[Stored items]
- - - - -

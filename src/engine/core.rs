// src/engine/core.rs

//! Pure core engine state machine.
//!
//! [`PipelineEngine`] owns every piece of mutable simulation state: templates,
//! the runner pool, schedules, live executions and the artifact/cache ledger.
//! It has no channels, no Tokio types and performs no IO; the caller passes
//! the current time into every time-dependent operation. The async shell in
//! [`crate::engine::runtime`] serializes access to it.

use std::collections::{BTreeMap, HashMap, HashSet};

use chrono::{DateTime, Utc};
use serde::Serialize;
use tracing::{debug, info};

use crate::config::model::{ConfigFile, Settings};
use crate::errors::{EngineError, EntityKind, Result};
use crate::ledger::{Artifact, Ledger};
use crate::logs::JobLog;
use crate::metrics::snapshot::{self, MetricsInput};
use crate::metrics::MetricsSnapshot;
use crate::pipeline::dispatcher::{mirror_children, open_stages};
use crate::pipeline::variables::{PipelineContext, VariableSet};
use crate::pipeline::{DispatchStep, Dispatcher, Job, PipelineExecution, TemplateStore};
use crate::resources::{Environment, Variable};
use crate::runner::{Runner, RunnerPool};
use crate::schedule::Schedule;
use crate::types::{JobId, PipelineId, PipelineStatus};

/// Result of one full engine step: schedules evaluated, then a tick.
#[derive(Debug, Clone, Default, PartialEq, Eq, Serialize)]
pub struct EngineStep {
    /// Executions started by schedules during this step.
    pub fired: Vec<PipelineId>,
    pub dispatch: DispatchStep,
}

/// Single-writer simulation state.
#[derive(Debug)]
pub struct PipelineEngine {
    pub(crate) settings: Settings,
    pub(crate) templates: TemplateStore,
    pub(crate) pool: RunnerPool,
    pub(crate) schedules: Vec<Schedule>,
    pub(crate) variables: Vec<Variable>,
    pub(crate) environments: Vec<Environment>,
    pub(crate) executions: BTreeMap<PipelineId, PipelineExecution>,
    pub(crate) job_index: HashMap<JobId, PipelineId>,
    pub(crate) ledger: Ledger,
    /// Latest time observed through any time-carrying operation.
    pub(crate) now: DateTime<Utc>,
    pub(crate) next_pipeline_id: PipelineId,
    pub(crate) next_iid: u64,
    pub(crate) next_job_id: JobId,
}

impl PipelineEngine {
    pub fn new(config: ConfigFile) -> Self {
        let ConfigFile {
            settings,
            variables,
            environments,
            runners,
            pipelines,
            schedules,
        } = config;

        info!(
            templates = pipelines.len(),
            runners = runners.len(),
            schedules = schedules.len(),
            "pipeline engine initialised"
        );

        Self {
            settings,
            templates: TemplateStore::new(pipelines),
            pool: RunnerPool::from_specs(&runners),
            schedules: schedules.iter().map(Schedule::from_spec).collect(),
            variables,
            environments: environments.iter().map(Environment::from_spec).collect(),
            executions: BTreeMap::new(),
            job_index: HashMap::new(),
            ledger: Ledger::new(),
            now: DateTime::<Utc>::UNIX_EPOCH,
            next_pipeline_id: 1,
            next_iid: 1,
            next_job_id: 1,
        }
    }

    /// The engine clock never moves backwards.
    pub(crate) fn observe(&mut self, now: DateTime<Utc>) {
        if now > self.now {
            self.now = now;
        }
    }

    /// Advance the simulation to `now`.
    ///
    /// Running jobs whose synthetic time is up resolve first, releasing
    /// their runners; then every execution opens whatever stages it can;
    /// finally pending jobs bind to runners in one global FIFO pass.
    pub fn tick(&mut self, now: DateTime<Utc>) -> DispatchStep {
        self.observe(now);
        let mut step = DispatchStep::default();

        let expired = self.ledger.expire(now);
        if expired > 0 {
            debug!(expired, "artifacts expired");
        }

        let mut dispatcher = Dispatcher {
            settings: &self.settings,
            pool: &mut self.pool,
            ledger: &mut self.ledger,
            environments: &mut self.environments,
            variables: &self.variables,
        };
        for exec in self.executions.values_mut().filter(|e| !e.is_terminal()) {
            dispatcher.retire(exec, now, &mut step);
        }

        self.settle(now, &mut step);
        step
    }

    /// Evaluate schedules, then tick.
    pub fn step(&mut self, now: DateTime<Utc>) -> EngineStep {
        let fired = self.evaluate_schedules(now);
        let dispatch = self.tick(now);
        EngineStep { fired, dispatch }
    }

    /// Everything after retirement: advance, admit, record and prune.
    pub(crate) fn settle(&mut self, now: DateTime<Utc>, step: &mut DispatchStep) {
        let already_terminal = self.terminal_ids();
        self.advance(now, step);

        let mut dispatcher = Dispatcher {
            settings: &self.settings,
            pool: &mut self.pool,
            ledger: &mut self.ledger,
            environments: &mut self.environments,
            variables: &self.variables,
        };
        dispatcher.admit(&mut self.executions, now, step);

        for exec in self.executions.values_mut() {
            if already_terminal.contains(&exec.id) {
                continue;
            }
            if exec.refresh(now).is_terminal() {
                info!(
                    pipeline_id = exec.id,
                    iid = exec.iid,
                    template = %exec.template_id,
                    status = %exec.status,
                    "pipeline finished"
                );
                step.finished_pipelines.push(exec.id);
            }
        }

        self.prune(step);
    }

    /// Mirror finished children and open stages until nothing moves.
    ///
    /// Each pass may spawn child executions (whose first stage opens on the
    /// next pass) or resolve trigger jobs (which may let their stage settle).
    pub(crate) fn advance(&mut self, now: DateTime<Utc>, step: &mut DispatchStep) {
        let mut previous: Option<HashMap<PipelineId, PipelineStatus>> = None;
        loop {
            let statuses: HashMap<PipelineId, PipelineStatus> = self
                .executions
                .iter_mut()
                .map(|(id, e)| {
                    let status = if e.is_terminal() { e.status } else { e.refresh(now) };
                    (*id, status)
                })
                .collect();

            let mut moved = previous.as_ref() != Some(&statuses);
            let mut requests = Vec::new();
            for exec in self.executions.values_mut().filter(|e| !e.is_terminal()) {
                moved |= mirror_children(exec, &statuses, now, step) > 0;
                requests.extend(open_stages(exec, now, step));
            }

            moved |= !requests.is_empty();
            for request in requests {
                self.spawn_child(request, now, step);
            }

            if !moved {
                break;
            }
            previous = Some(statuses);
        }
    }

    fn terminal_ids(&self) -> HashSet<PipelineId> {
        self.executions
            .values()
            .filter(|e| e.is_terminal())
            .map(|e| e.id)
            .collect()
    }

    /// Drop the oldest terminal executions beyond `history_limit`.
    ///
    /// A terminal child whose parent is still running is kept so the parent
    /// can mirror it.
    fn prune(&mut self, step: &mut DispatchStep) {
        let Some(limit) = self.settings.history_limit else {
            return;
        };
        let terminal: Vec<PipelineId> = self
            .executions
            .values()
            .filter(|e| e.is_terminal())
            .filter(|e| {
                e.parent_pipeline_id
                    .and_then(|p| self.executions.get(&p))
                    .is_none_or(PipelineExecution::is_terminal)
            })
            .map(|e| e.id)
            .collect();
        let total_terminal = self.executions.values().filter(|e| e.is_terminal()).count();
        let excess = total_terminal.saturating_sub(limit).min(terminal.len());

        for id in terminal.into_iter().take(excess) {
            if let Some(exec) = self.executions.remove(&id) {
                for job in exec.jobs() {
                    self.job_index.remove(&job.id);
                }
                debug!(pipeline_id = id, "pruned pipeline from history");
                step.pruned.push(id);
            }
        }
    }

    pub(crate) fn alloc_pipeline_id(&mut self) -> PipelineId {
        let id = self.next_pipeline_id;
        self.next_pipeline_id += 1;
        id
    }

    pub(crate) fn alloc_iid(&mut self) -> u64 {
        let iid = self.next_iid;
        self.next_iid += 1;
        iid
    }

    pub(crate) fn alloc_job_id(&mut self) -> JobId {
        let id = self.next_job_id;
        self.next_job_id += 1;
        id
    }

    // ---- read accessors ----

    pub fn now(&self) -> DateTime<Utc> {
        self.now
    }

    pub fn settings(&self) -> &Settings {
        &self.settings
    }

    pub fn templates(&self) -> &TemplateStore {
        &self.templates
    }

    /// Executions in id order.
    pub fn list_pipelines(&self) -> impl Iterator<Item = &PipelineExecution> {
        self.executions.values()
    }

    pub fn pipeline(&self, id: PipelineId) -> Result<&PipelineExecution> {
        self.executions
            .get(&id)
            .ok_or_else(|| EngineError::not_found(EntityKind::Pipeline, id))
    }

    pub fn job(&self, id: JobId) -> Result<&Job> {
        self.job_index
            .get(&id)
            .and_then(|pid| self.executions.get(pid))
            .and_then(|exec| exec.job(id))
            .ok_or_else(|| EngineError::not_found(EntityKind::Job, id))
    }

    /// Pending and running jobs across all executions.
    pub fn list_active_jobs(&self) -> impl Iterator<Item = &Job> {
        self.executions
            .values()
            .flat_map(|e| e.jobs())
            .filter(|j| j.status.is_active())
    }

    pub fn list_runners(&self) -> &[Runner] {
        self.pool.runners()
    }

    pub fn list_variables(&self) -> &[Variable] {
        &self.variables
    }

    pub fn list_environments(&self) -> &[Environment] {
        &self.environments
    }

    pub fn list_schedules(&self) -> &[Schedule] {
        &self.schedules
    }

    pub fn list_artifacts(&self) -> &[Artifact] {
        self.ledger.artifacts()
    }

    pub fn metrics_snapshot(&self) -> MetricsSnapshot {
        snapshot::compute(MetricsInput {
            executions: self.executions.values(),
            runners: self.pool.runners(),
            ledger: &self.ledger,
            schedules: &self.schedules,
            now: self.now,
        })
    }

    /// Snapshot a job for log rendering.
    pub fn job_logs(&self, job_id: JobId) -> Result<JobLog> {
        let exec = self
            .job_index
            .get(&job_id)
            .and_then(|pid| self.executions.get(pid))
            .ok_or_else(|| EngineError::not_found(EntityKind::Job, job_id))?;
        let job = exec
            .job(job_id)
            .ok_or_else(|| EngineError::not_found(EntityKind::Job, job_id))?;

        let ctx = PipelineContext {
            pipeline_id: exec.id,
            iid: exec.iid,
            git_ref: &exec.git_ref,
            source: exec.source,
            template: &exec.template,
        };
        let executor = job
            .runner_id
            .as_deref()
            .and_then(|r| self.pool.get(r))
            .map(|r| r.profile.clone());

        Ok(JobLog {
            job: job.clone(),
            pipeline_id: exec.id,
            git_ref: exec.git_ref.clone(),
            source: exec.source,
            executor,
            variables: VariableSet::for_job(&self.variables, &ctx, job),
            now: self.now,
        })
    }
}

#[cfg(test)]
mod tests {
    use super::*;
    use crate::config::loader::{ConfigFormat, validate_str};
    use crate::types::{JobStatus, PipelineSource};
    use chrono::{TimeDelta, TimeZone};

    fn at(secs: i64) -> DateTime<Utc> {
        Utc.with_ymd_and_hms(2024, 1, 1, 0, 0, 0).unwrap() + TimeDelta::seconds(secs)
    }

    fn engine(src: &str) -> PipelineEngine {
        PipelineEngine::new(validate_str(src, ConfigFormat::Toml).unwrap())
    }

    #[test]
    fn clock_never_moves_backwards() {
        let mut engine = engine("");
        engine.observe(at(100));
        engine.observe(at(50));
        assert_eq!(engine.now(), at(100));

        engine.tick(at(10));
        assert_eq!(engine.now(), at(100));
    }

    #[test]
    fn settled_stages_open_the_next_in_the_same_tick() {
        let mut engine = engine(
            r#"
            [[runner]]
            id = "r1"

            [[pipeline]]
            id = "main"
            [[pipeline.stage]]
            name = "build"
            [[pipeline.stage.job]]
            name = "compile"
            duration = "1m"
            fail_rate = 1.0
            [[pipeline.stage]]
            name = "ship"
            [[pipeline.stage.job]]
            name = "release"
            [[pipeline.stage]]
            name = "cleanup"
            [[pipeline.stage.job]]
            name = "rollback"
            when = "on_failure"
            "#,
        );
        let id = engine.start("main", at(0), PipelineSource::Push).unwrap();
        let step = engine.tick(at(60));

        let exec = engine.pipeline(id).unwrap();
        let status = |name: &str| exec.jobs().find(|j| j.name == name).unwrap().status;
        assert_eq!(status("release"), JobStatus::Skipped);
        assert_eq!(status("rollback"), JobStatus::Running);
        assert_eq!(step.skipped.len(), 1);
        assert_eq!(step.started.len(), 1);
    }

    #[test]
    fn prune_keeps_children_of_running_parents() {
        let mut engine = engine(
            r#"
            [settings]
            history_limit = 1

            [[runner]]
            id = "r1"
            max_jobs = 4

            [[pipeline]]
            id = "solo"
            [[pipeline.stage]]
            name = "build"
            [[pipeline.stage.job]]
            name = "compile"
            duration = "1m"

            [[pipeline]]
            id = "main"
            [[pipeline.stage]]
            name = "downstream"
            [[pipeline.stage.job]]
            name = "kick"
            trigger = "child"
            [[pipeline.stage]]
            name = "after"
            [[pipeline.stage.job]]
            name = "wait"
            duration = "10m"

            [[pipeline]]
            id = "child"
            [[pipeline.stage]]
            name = "run"
            [[pipeline.stage.job]]
            name = "quick"
            duration = "1m"
            "#,
        );
        let solo = engine.start("solo", at(0), PipelineSource::Push).unwrap();
        let parent = engine.start("main", at(0), PipelineSource::Push).unwrap();
        let child = engine.pipeline(parent).unwrap().child_pipeline_ids[0];

        let step = engine.tick(at(60));
        assert_eq!(step.pruned, vec![solo]);
        assert!(engine.pipeline(child).unwrap().is_terminal());
        assert!(!engine.pipeline(parent).unwrap().is_terminal());
        assert!(engine.executions.contains_key(&child));
        assert!(!engine.job_index.values().any(|p| *p == solo));
    }
}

- - - - -

• [Activity] Scan the lines above, and whenever one holds the string "pruned", copy it.

• [Response below]
                debug!(pipeline_id = id, "pruned pipeline from history");
                step.pruned.push(id);
        assert_eq!(step.pruned, vec![solo]);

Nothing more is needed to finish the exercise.